Red Blood Cells (RBCs)
- Normal Range:
- Men: 4.3 – 5.9 x 10^6 cells/uL
- Women: 3.5 – 5.5 x 10^6 cells/uL
- Function: RBCs contain hemoglobin, which carries oxygen.
Hemoglobin (Hgb)
- Normal Range:
- Men: 13.2 – 17.5 g/dL
- Women: 11.5 – 16 g/dL
- Function: Hemoglobin is inside RBCs and is responsible for oxygen transport.
Hematocrit (HCT)
- Normal Range:
- Men: 42 – 52%
- Women: 37 – 47%
- Indication: A low HCT indicates anemia.
- Ideally, H&H levels should be checked a couple of weeks pre-op. If low, iron supplements can be given preoperatively to increase HCT. This is particularly relevant for patients with conditions like rheumatoid arthritis (RA).
Platelets
- Normal Range: 150,000 – 450,000 cells/uL
- Action for Low Levels: If platelet count is low, check PT/PTT & INR. If those coagulation tests are within acceptable limits, surgery can typically proceed.
White Blood Cells (WBCs)
- Normal Value: 5,000 – 10,000 cells/uL
- High WBCs indicate: Infection, autoimmune disease (e.g., lupus), or leukemia (may require bone marrow biopsy).
- Low WBCs indicate: Prolonged deep bone infection, bone marrow suppression (e.g., from chemotherapy/radiation).
Prothrombin Time (PT)
- Normal Value: 11 – 12.5 seconds
- Evaluates: The extrinsic and common pathways of coagulation.

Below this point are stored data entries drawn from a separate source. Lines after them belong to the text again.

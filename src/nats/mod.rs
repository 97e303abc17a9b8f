// NATS client integration (connection change broadcast)

mod client;
mod publisher;

pub use client::{NatsClient, NatsConfig};
pub use publisher::MessagePublisher;
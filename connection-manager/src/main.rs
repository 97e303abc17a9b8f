use anyhow::{Context, Result};
use connection_manager::api::{create_router, ApiState};
use connection_manager::{
    AdapterCatalog, AdapterSettings, ConnectionRegistry, LogStatusPublisher, NatsStatusPublisher, RetryLimits,
    StatusPublisher, TokenRefreshScheduler, WebLoginState,
};
use std::sync::Arc;
use std::time::Duration;
use sysgate::auth::CallerDirectory;
use sysgate::config::{apply_env_overrides, load_config, GatewayConfig};
use sysgate::nats::{MessagePublisher, NatsClient};
use tracing::info;

#[tokio::main]
async fn main() -> Result<()> {
    // Initialize tracing subscriber
    tracing_subscriber::fmt()
        .with_env_filter(
            tracing_subscriber::EnvFilter::try_from_default_env()
                .unwrap_or_else(|_| "connection_manager=info,sysgate=info".into()),
        )
        .init();

    info!("Connection manager starting...");

    // Configuration: optional TOML file, then environment overrides
    let mut config = match std::env::var("SYSGATE_CONFIG") {
        Ok(path) => load_config(&path)?,
        Err(_) => GatewayConfig::default(),
    };
    apply_env_overrides(&mut config);

    info!(
        bind_addr = %config.server.bind_addr,
        public_url = %config.server.public_url,
        nats_enabled = config.nats.enabled,
        auth_enabled = config.auth.enabled,
        refresh_interval_secs = config.refresh.interval_seconds,
        "Configuration loaded"
    );

    // Status change broadcast
    let publisher: Arc<dyn StatusPublisher> = if config.nats.enabled {
        let nats = NatsClient::connect(config.nats.clone())
            .await
            .context("Failed to initialize NATS")?;
        info!("NATS connected");
        Arc::new(NatsStatusPublisher::new(MessagePublisher::new(nats.jetstream().clone())))
    } else {
        info!("NATS disabled, status changes are only logged");
        Arc::new(LogStatusPublisher)
    };

    let catalog = AdapterCatalog::builtin(&AdapterSettings::from(&config.connections));
    let registry = Arc::new(ConnectionRegistry::new(
        catalog,
        publisher,
        RetryLimits::from_config(&config.refresh, &config.connections),
        &config.server.public_url,
    ));

    let scheduler = TokenRefreshScheduler::new(
        Arc::clone(&registry),
        Duration::from_secs(config.refresh.interval_seconds),
    );
    let scheduler_handle = scheduler.start();

    // Start HTTP API server
    let api_state = ApiState {
        registry: Arc::clone(&registry),
        callers: Arc::new(CallerDirectory::new(&config.auth)),
    };
    let weblogin_state = WebLoginState::new(Arc::clone(&registry), &config.weblogin)?;
    let router = create_router(api_state, weblogin_state);

    let listener = tokio::net::TcpListener::bind(&config.server.bind_addr)
        .await
        .with_context(|| format!("Failed to bind {}", config.server.bind_addr))?;
    info!(addr = %config.server.bind_addr, "Gateway API listening");

    let server_handle = tokio::spawn(async move {
        if let Err(e) = axum::serve(listener, router).await {
            tracing::error!(error = %e, "Gateway API server error");
        }
    });

    // Wait for shutdown signal
    tokio::signal::ctrl_c()
        .await
        .context("Failed to listen for ctrl_c signal")?;
    info!("Shutdown signal received");

    server_handle.abort();
    scheduler_handle.abort();
    info!("Connection manager stopped");

    Ok(())
}
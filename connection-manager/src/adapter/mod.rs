//! Adapter capability contract.
//!
//! Every backend integration implements [`Adapter`]. The catalog holds one
//! unbound prototype per backend; a connection gets its own instance through
//! [`Adapter::clone_with`], bound to validated parameters, and that instance
//! owns the backend session (HTTP client, cookies, tokens) for the lifetime
//! of the connection.
//!
//! ```text
//!   catalog prototype ──clone_with(config, connect)──▶ bound adapter
//!                                                        │
//!                          connect() ──▶ Connected | NeedsRedirect | NeedsProxiedLogin
//!                                                        │
//!              (web login) init_from_web_login() ────────┤
//!                                                        ▼
//!                 refresh_token() / service calls until disconnect()
//! ```

pub mod model;
pub mod params;

use crate::error::{GatewayError, Result};
use async_trait::async_trait;
use axum::http::HeaderMap;
use axum_extra::extract::cookie::Cookie;
use chrono::NaiveDate;
use serde::Serialize;
use std::time::Duration;

pub use model::{Account, AccountType, Instrument, PriceBar, PriceBars, RootSymbol};
pub use params::{validate, ParamDef, ParamError, ParamType, ValidatedParams};

/// Static description of a backend.
#[derive(Debug, Serialize)]
#[serde(rename_all = "camelCase")]
pub struct AdapterInfo {
    pub code: &'static str,
    pub name: &'static str,
    pub supports_feed: bool,
    pub supports_broker: bool,
    pub supports_multiple_feeds: bool,
    pub supports_inventory: bool,
    pub config_params: &'static [ParamDef],
    pub connect_params: &'static [ParamDef],
}

/// Outcome of a successful connect call.
///
/// Failures are reported through `Err`, never through this type.
#[derive(Clone, Debug, PartialEq)]
pub enum ConnectionResult {
    Connected,
    /// The browser must open this URL directly
    NeedsRedirect(String),
    /// The browser must log in through the gateway's web-login proxy
    NeedsProxiedLogin,
}

/// Settings applied to every adapter instance.
#[derive(Clone, Debug)]
pub struct AdapterSettings {
    pub network_timeout: Duration,
}

impl Default for AdapterSettings {
    fn default() -> Self {
        Self {
            network_timeout: Duration::from_secs(180),
        }
    }
}

impl From<&sysgate::config::ConnectionConfig> for AdapterSettings {
    fn from(config: &sysgate::config::ConnectionConfig) -> Self {
        Self {
            network_timeout: Duration::from_secs(config.network_timeout_seconds),
        }
    }
}

/// Capability interface implemented once per backend.
///
/// Service operations a backend does not offer keep the default body and
/// answer [`GatewayError::Unsupported`].
#[async_trait]
pub trait Adapter: Send + Sync {
    fn info(&self) -> &'static AdapterInfo;

    /// Login URL, meaningful once `connect` asked for a redirect or proxied login.
    fn auth_url(&self) -> String {
        String::new()
    }

    /// Returns a fresh instance bound to the given parameters.
    fn clone_with(&self, config: &ValidatedParams, connect: &ValidatedParams) -> Result<Box<dyn Adapter>>;

    async fn connect(&mut self) -> Result<ConnectionResult>;

    /// Best-effort; must succeed on an instance that never connected.
    async fn disconnect(&mut self) -> Result<()> {
        Ok(())
    }

    /// Whether a proxied response marks the end of a browser login.
    fn is_web_login_completed(&self, _status: u16, _path: &str) -> bool {
        false
    }

    /// Captures the session established by a browser login.
    async fn init_from_web_login(&mut self, _request_headers: &HeaderMap, _cookies: &[Cookie<'static>]) -> Result<()> {
        Err(self.unsupported("web login"))
    }

    /// Token lifetime in seconds; 0 means the session never needs refreshing.
    fn token_exp_seconds(&self) -> u64 {
        0
    }

    async fn refresh_token(&mut self) -> Result<()> {
        Ok(())
    }

    async fn root_symbols(&self, _filter: &str) -> Result<Vec<RootSymbol>> {
        Err(self.unsupported("root symbols"))
    }

    async fn root_symbol(&self, _root: &str) -> Result<RootSymbol> {
        Err(self.unsupported("root symbol lookup"))
    }

    async fn instruments(&self, _root: &str) -> Result<Vec<Instrument>> {
        Err(self.unsupported("instruments"))
    }

    async fn price_bars(&self, _symbol: &str, _date: NaiveDate) -> Result<PriceBars> {
        Err(self.unsupported("price bars"))
    }

    async fn accounts(&self) -> Result<Vec<Account>> {
        Err(self.unsupported("accounts"))
    }

    async fn orders(&self) -> Result<serde_json::Value> {
        Err(self.unsupported("orders"))
    }

    async fn positions(&self) -> Result<serde_json::Value> {
        Err(self.unsupported("positions"))
    }

    /// Raw GET against the backend API, for diagnostics.
    async fn test_service(&self, _path: &str, _query: &str) -> Result<String> {
        Err(self.unsupported("test service"))
    }

    fn unsupported(&self, operation: &'static str) -> GatewayError {
        GatewayError::Unsupported {
            adapter: self.info().name,
            operation,
        }
    }
}

/// Passes 2xx responses through and turns anything else into an upstream error.
pub async fn ensure_success(response: reqwest::Response) -> Result<reqwest::Response> {
    let status = response.status();
    if status.is_success() {
        return Ok(response);
    }

    let body = response
        .text()
        .await
        .unwrap_or_else(|_| "<failed to read body>".to_string());
    Err(GatewayError::from_status(status, &body))
}

/// Builds the HTTP client an adapter instance uses for its backend session.
pub fn session_client(settings: &AdapterSettings) -> Result<reqwest::Client> {
    reqwest::Client::builder()
        .cookie_store(true)
        .timeout(settings.network_timeout)
        .build()
        .map_err(GatewayError::from)
}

- Extrinsic pathway: Involves Factor VII (7) (relates to clotting outside the body).
- Common pathway: Involves Factors X, V, II, I (10, 5, 2, 1 – think “all bills in your wallet except a 20”).
- Indications for Testing:
- Bleeding or clotting disorders.
- Liver disease/elevated liver enzymes (liver produces Vitamin K-dependent clotting factors, so PT indicates liver function).
- Warfarin/Coumadin therapy (used to prevent clots in patients with heart valves/stents). Check PT and INR for monitoring.
Activated Partial Thromboplastin Time (aPTT or PTT)
- Normal Value: 30 – 40 seconds
- Evaluates: The intrinsic and common pathways of coagulation.
- Intrinsic pathway: Involves Factors XII, XI, IX, VIII (NOT Factor 7) (relates to issues inside the body).
- Common pathway: Involves Factors X, V, II, I.
- Indications for Testing:
- Bleeding/clotting disorders.
- Heparin therapy (used to prevent clots for intrinsic issues).
- Hemophilia: (Factor VIII deficiency, an intrinsic pathway issue). Prophylactic Factor VIII is typically given even if PTT is normal.
- Early DIC: PTT may initially be shortened (<30 sec) as clotting factors are being rapidly consumed. Perform serial PTTs during trauma surgery to monitor trends, as eventually, PTT will lengthen once factors are depleted.